ParallelCBF is a small, simulator-agnostic framework for composing:

- safety-aware environments;
- control barrier function safety filters;
- SB3/CleanRL-style algorithms;
- watchdogs, pre-registration artifacts, atomic checkpoints, and failure
  forensics.

The v0.1 scope is intentionally narrow: pure Python/NumPy/PyTorch CPU examples,
strict type hints, property tests, and reusable contracts.
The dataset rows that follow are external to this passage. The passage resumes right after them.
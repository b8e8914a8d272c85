//! Deploy configuration.
//!
//! All settings that would otherwise be read from the environment ad hoc
//! (role name, layers, API keys handed to the function, account and region)
//! are gathered here once, validated, and handed to the orchestrator.

use std::time::Duration;

use serde::{Deserialize, Serialize};

use crate::{
    AccountId, BasePath, ConfigError, EntryPoint, EnvVars, EventKinds, LayerArn, Marker, Region,
    RoleName, RuntimeTag, StageName,
};

/// Bounds for waiting on a newly created function to become invokable.
#[derive(Debug, Clone, Copy, PartialEq, Eq, Serialize, Deserialize)]
pub struct ReadinessPolicy {
    /// Delay between state polls.
    pub poll_interval: Duration,
    /// Give up after this long.
    pub timeout: Duration,
}

impl Default for ReadinessPolicy {
    fn default() -> Self {
        Self {
            poll_interval: Duration::from_secs(2),
            timeout: Duration::from_secs(300),
        }
    }
}

/// Configuration for one orchestrator instance.
#[derive(Debug, Clone, PartialEq, Serialize, Deserialize)]
pub struct DeployConfig {
    /// Execution role assumed by every deployed function. Reused if present.
    pub role_name: RoleName,
    /// Entry point of the runtime skeleton inside the package.
    pub entry_point: EntryPoint,
    pub runtime: RuntimeTag,
    /// Layers attached to every function (e.g. the event-source SDK).
    pub layers: Vec<LayerArn>,
    /// Environment handed to every function.
    pub environment: EnvVars,
    pub account_id: AccountId,
    pub region: Region,
    /// Path segment the gateway's catch-all route is mounted at.
    pub base_path: BasePath,
    pub stage: StageName,
    pub marker: Marker,
    /// Wait inserted after creating a role before it is referenced.
    pub settle_delay: Duration,
    pub readiness: ReadinessPolicy,
    /// Event kinds used when a deploy request does not name any.
    pub default_events: EventKinds,
}

impl DeployConfig {
    /// Creates a configuration for `account_id` in `region` with the
    /// defaults for everything else.
    pub fn new(account_id: AccountId, region: Region) -> Self {
        Self {
            role_name: RoleName::from_static("hookwire-function-role"),
            entry_point: EntryPoint::from_static("lambda_handler_rest.lambda_handler"),
            runtime: RuntimeTag::from_static("python3.11"),
            layers: Vec::new(),
            environment: EnvVars::new(),
            account_id,
            region,
            base_path: BasePath::from_static("webhook"),
            stage: StageName::from_static("prod"),
            marker: Marker::default(),
            settle_delay: Duration::from_secs(5),
            readiness: ReadinessPolicy::default(),
            default_events: EventKinds::All,
        }
    }

    /// Checks the invariants provider calls rely on.
    ///
    /// Names need no check here: identifiers cannot be empty, even when
    /// deserialised.
    pub fn validate(&self) -> Result<(), ConfigError> {
        if self.base_path.as_str().contains('/') {
            return Err(ConfigError::Invalid {
                field: "base_path",
                reason: "must be a single path segment".to_owned(),
            });
        }
        if self.marker.key.is_empty() {
            return Err(ConfigError::Missing("marker.key"));
        }
        if self.readiness.timeout.is_zero() {
            return Err(ConfigError::Invalid {
                field: "readiness.timeout",
                reason: "must be greater than zero".to_owned(),
            });
        }
        if self.readiness.poll_interval > self.readiness.timeout {
            return Err(ConfigError::Invalid {
                field: "readiness.poll_interval",
                reason: "must not exceed the readiness timeout".to_owned(),
            });
        }
        if let Some(key) = self.environment.keys().find(|k| k.is_empty()) {
            return Err(ConfigError::Invalid {
                field: "environment",
                reason: format!("variable name {key:?} is empty"),
            });
        }
        Ok(())
    }
}

#[cfg(test)]
mod tests {
    use super::*;

    fn config() -> DeployConfig {
        DeployConfig::new(
            AccountId::new("123456789012").unwrap(),
            Region::new("us-east-1").unwrap(),
        )
    }

    #[test]
    fn defaults_are_valid() {
        let config = config();
        assert_eq!(config.validate(), Ok(()));
        assert_eq!(config.stage.as_str(), "prod");
        assert_eq!(config.settle_delay, Duration::from_secs(5));
        assert_eq!(config.default_events, EventKinds::All);
    }

    #[test]
    fn empty_role_name_does_not_load() {
        let mut raw = serde_json::to_value(config()).unwrap();
        raw["role_name"] = serde_json::json!("");
        assert!(serde_json::from_value::<DeployConfig>(raw).is_err());
    }

    #[test]
    fn nested_base_path_is_rejected() {
        let mut config = config();
        config.base_path = BasePath::new("hooks/stripe").unwrap();
        assert!(matches!(
            config.validate(),
            Err(ConfigError::Invalid {
                field: "base_path",
                ..
            })
        ));
    }

    #[test]
    fn zero_readiness_timeout_is_rejected() {
        let mut config = config();
        config.readiness.timeout = Duration::ZERO;
        config.readiness.poll_interval = Duration::ZERO;
        assert!(config.validate().is_err());
    }
}
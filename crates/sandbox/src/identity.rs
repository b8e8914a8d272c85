use async_trait::async_trait;
use pipeline::{
    IdentityStore, ProviderError, ProviderErrorKind, Role, RoleArn, RoleName, Timestamp,
    TrustPolicy,
};

use crate::{SandboxCloud, SandboxOp};

impl SandboxCloud {
    fn role_arn(&self, name: &RoleName) -> RoleArn {
        RoleArn::new(format!(
            "arn:aws:iam::{}:role/{name}",
            self.options().account_id
        ))
        .unwrap_or_else(|| RoleArn::from_static("arn:aws:iam::role/unknown"))
    }

    fn new_role(&self, name: &RoleName, trust_policy: &TrustPolicy, policy_arn: &str) -> Role {
        Role {
            name: name.clone(),
            arn: self.role_arn(name),
            assume_role_policy: trust_policy.document(),
            attached_policies: vec![policy_arn.to_owned()],
            created_at: Timestamp::now(),
        }
    }
}

#[async_trait]
impl IdentityStore for SandboxCloud {
    async fn get_role(&self, name: &RoleName) -> Result<Role, ProviderError> {
        let op = SandboxOp::GetRole;
        self.enter(op)?;
        self.world
            .read()
            .await
            .roles
            .get(name.as_str())
            .cloned()
            .ok_or_else(|| {
                op.error(
                    ProviderErrorKind::NotFound,
                    format!("The role with name {name} cannot be found."),
                )
            })
    }

    async fn create_role(
        &self,
        name: &RoleName,
        trust_policy: &TrustPolicy,
        policy_arn: &str,
    ) -> Result<Role, ProviderError> {
        let op = SandboxOp::CreateRole;
        self.enter(op)?;

        let mut world = self.world.write().await;
        if self.take_role_race() {
            world
                .roles
                .insert(name.to_string(), self.new_role(name, trust_policy, policy_arn));
            self.mark_role_created(name.as_str());
        }
        if world.roles.contains_key(name.as_str()) {
            return Err(op.error(
                ProviderErrorKind::AlreadyExists,
                format!("Role with name {name} already exists."),
            ));
        }
        if trust_policy.service_principal.is_empty() {
            return Err(op.error(
                ProviderErrorKind::InvalidRequest,
                "trust policy names no principal",
            ));
        }

        let role = self.new_role(name, trust_policy, policy_arn);
        world.roles.insert(name.to_string(), role.clone());
        self.mark_role_created(name.as_str());
        tracing::debug!(role = %name, "Sandbox role created");
        Ok(role)
    }
}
Isaac Lab adapters,
Mamba policies, and PPO training integrations are deferred to v0.2.

## Capability Comparison

| Capability | ParallelCBF | Isaac Lab | OmniSafe | safe-control-gym | CBFKit |
| --- | --- | --- | --- | --- | --- |
| Simulator-agnostic safety API | ✅ | ❌ | ❌ | ❌ | ❌ |
| Extends Gymnasium-style envs | ✅ | ✅ | ✅ | ✅ | ❌ |
| Composable safety wrapper | ✅ | ❌ | ❌ | ❌ | ❌ |
| CBF safety-filter abstraction | ✅ | ❌ | ❌ | ❌ | ✅ |
| PyTorch batched CBF reference | ✅ | ❌ | ❌ | ❌ | ❌ |
| Strict broadcast-shape tests | ✅ | ❌ | ❌ | ❌ | ❌ |
| Property tests for invariance | ✅ | ❌ | ❌ | ❌ | ❌ |
| CPU-only reference environment | ✅ | ❌ | ✅ | ✅ | ❌ |
| Parallel/vectorized toy fixture | ✅ | ✅ | ✅ | ❌ | ❌ |
| Watchdog registry | ✅ | ❌ | ❌ | ❌ | ❌ |
| Failure-forensics rolling buffer | ✅ | ❌ | ❌ | ❌ | ❌ |
| Atomic checkpoint helper | ✅ | ❌ | ❌ | ❌ | ❌ |
| Pre-registration artifact commit | ✅ | ❌ | ❌ | ❌ | ❌ |
| Dataset audit as plugin | ✅ | ❌ | ❌ | ❌ | ❌ |
| MLOSS-oriented packaging/docs | ✅ | ✅ | ✅ | ✅ | ❌ |

## Installation

```bash
python -m pip install -e ".[test]"
```

ParallelCBF v0.1 supports Python `>=3.10,<3.14`.

## Quickstart

```python
import numpy as np

from parallelcbf.algorithms import RandomActionAlgorithm
from parallelcbf.envs import Toy2DAvoidanceEnv
from parallelcbf.ops import DefaultWatchdogRegistry, ThresholdWatchdog
from parallelcbf.safety import NaiveDistanceCBF
from parallelcbf.api import SafetyWrapper

env = SafetyWrapper(Toy2DAvoidanceEnv(), NaiveDistanceCBF())
watchdogs = DefaultWatchdogRegistry()
watchdogs.register(ThresholdWatchdog("h_hard_violation", 0.0))
algo = RandomActionAlgorithm(seed=7)

obs, _ = env.reset(seed=7)
algo.learn(env, total_timesteps=20, callback=watchdogs)
assert obs.shape == (8,)
assert not watchdogs.should_halt()
```

## Development

```bash
pytest tests
mypy --strict parallelcbf tests
pytest --cov=parallelcbf --cov-report=term-missing tests
```

The test suite pins CPU execution in `tests/conftest.py` to avoid accidental GPU
allocation in shared training environments.

## Citation

If you use ParallelCBF, please cite the repository metadata in `CITATION.cff`.

## License

Apache License 2.0. See `LICENSE`.